Tomas Aguon Camacho (September 18, 1933 – March 5, 2018) was the first Bishop of the Roman Catholic Diocese of Chalan Kanoa in the Northern Mariana Islands. He served for 25 years as bishop from 1985 until his retirement in 2010.

==Biography==
Camacho was born in Chalan Kanoa, Saipan, on September 18, 1933, to Vidal Palacios Camacho and Maria Aguon Camacho. He was ordained a Catholic priest on June 14, 1961, at the age of 27.

=== Bishop ===
Camacho was appointed the first bishop of the newly created Roman Catholic Diocese of Chalan Kanoa on November 8, 1984, by Pope John Paul II. He was consecrated on January 13, 1985.

Camacho served as Bishop until his retirement on April 6, 2010, at the age of 76. Immediately after his retirement, he was named bishop emeritus of the diocese. He was eventually succeeded by Ryan Pagente Jimenez, who was ordained as the new bishop on August 14, 2016.

=== Sexual abuse lawsuit ===
In February 2017, a lawsuit was filed against Camacho by a man claiming that he was sexual abused by the former Bishop between 1971 and 1974 when he was serving as a priest at the Nuestra Senora de las Aguas Catholic Church in Mongmong, Guam.
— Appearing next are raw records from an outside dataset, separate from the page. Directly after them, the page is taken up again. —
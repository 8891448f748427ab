//! Shutdown drain coordination.
//!
//! Tracks in-flight units of work (a reload execution in the watcher, a
//! publish in the issuer) so that a termination signal means "finish the
//! current unit, then exit" rather than being killed mid-write.

use std::sync::atomic::{AtomicUsize, Ordering};
use std::sync::Arc;
use std::time::{Duration, Instant};

use tracing::{debug, info, trace, warn};

/// Counts in-flight operations and waits for them on shutdown.
#[derive(Debug, Clone)]
pub struct DrainCoordinator {
    inflight: Arc<AtomicUsize>,
    max_drain_time: Duration,
}

/// RAII marker for one in-flight operation.
#[derive(Debug)]
pub struct InflightGuard {
    inflight: Arc<AtomicUsize>,
}

impl DrainCoordinator {
    pub fn new(max_drain_time: Duration) -> Self {
        debug!(
            max_drain_time_secs = max_drain_time.as_secs(),
            "Creating drain coordinator"
        );
        Self {
            inflight: Arc::new(AtomicUsize::new(0)),
            max_drain_time,
        }
    }

    /// Mark an operation as started; dropping the guard marks it finished.
    pub fn begin(&self) -> InflightGuard {
        let count = self.inflight.fetch_add(1, Ordering::Relaxed) + 1;
        trace!(inflight = count, "Operation started");
        InflightGuard {
            inflight: Arc::clone(&self.inflight),
        }
    }

    /// Current in-flight count.
    pub fn inflight(&self) -> usize {
        self.inflight.load(Ordering::Relaxed)
    }

    /// Wait for in-flight operations to finish.
    ///
    /// Returns `true` if everything drained within the timeout, `false` if
    /// the timeout was reached with work still in flight.
    pub async fn wait_idle(&self) -> bool {
        let start = Instant::now();
        let initial = self.inflight();

        if initial == 0 {
            return true;
        }

        info!(
            inflight = initial,
            max_drain_time_secs = self.max_drain_time.as_secs(),
            "Draining in-flight work before shutdown"
        );

        while self.inflight() > 0 {
            if start.elapsed() > self.max_drain_time {
                warn!(
                    remaining = self.inflight(),
                    elapsed_secs = start.elapsed().as_secs(),
                    "Drain timeout reached, work still in flight"
                );
                return false;
            }
            tokio::time::sleep(Duration::from_millis(50)).await;
        }

        info!(
            elapsed_ms = start.elapsed().as_millis() as u64,
            "All in-flight work drained"
        );
        true
    }
}

impl Drop for InflightGuard {
    fn drop(&mut self) {
        let count = self.inflight.fetch_sub(1, Ordering::Relaxed) - 1;
        trace!(inflight = count, "Operation completed");
    }
}

#[cfg(test)]
mod tests {
    use super::*;

    #[tokio::test]
    async fn test_drain_with_no_work() {
        let coordinator = DrainCoordinator::new(Duration::from_secs(1));
        assert!(coordinator.wait_idle().await);
    }

    #[tokio::test]
    async fn test_guard_tracks_inflight() {
        let coordinator = DrainCoordinator::new(Duration::from_secs(1));

        let a = coordinator.begin();
        let b = coordinator.begin();
        assert_eq!(coordinator.inflight(), 2);

        drop(a);
        assert_eq!(coordinator.inflight(), 1);

        drop(b);
        assert!(coordinator.wait_idle().await);
    }

    #[tokio::test]
    async fn test_drain_waits_for_slow_work() {
        let coordinator = DrainCoordinator::new(Duration::from_secs(5));

        let guard = coordinator.begin();
        let background = {
            let coordinator = coordinator.clone();
            tokio::spawn(async move { coordinator.wait_idle().await })
        };

        tokio::time::sleep(Duration::from_millis(150)).await;
        drop(guard);

        assert!(background.await.unwrap());
    }

    #[tokio::test]
    async fn test_drain_times_out() {
        let coordinator = DrainCoordinator::new(Duration::from_millis(100));
        let _guard = coordinator.begin();
        assert!(!coordinator.wait_idle().await);
    }
}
In April 2019, a second person filed a lawsuit against Camacho claiming that he was sexually abused by Camacho at the Mongmong church in the early 1962. The Archdiocese of Agaña, which previously had direct jurisdiction over not only Guam but all of the other Mariana Islands as well, was also named as a co-defendant in the lawsuits as well.

=== Death ===
Camacho died on Monday, March 5, 2018, at the Commonwealth Health Center, Garapan, on the island of Saipan at the age of 84. He was honored by the local community, and buried on Tuesday, March 13, 2018, beneath the sanctuary of the Mount Carmel Cathedral in Saipan.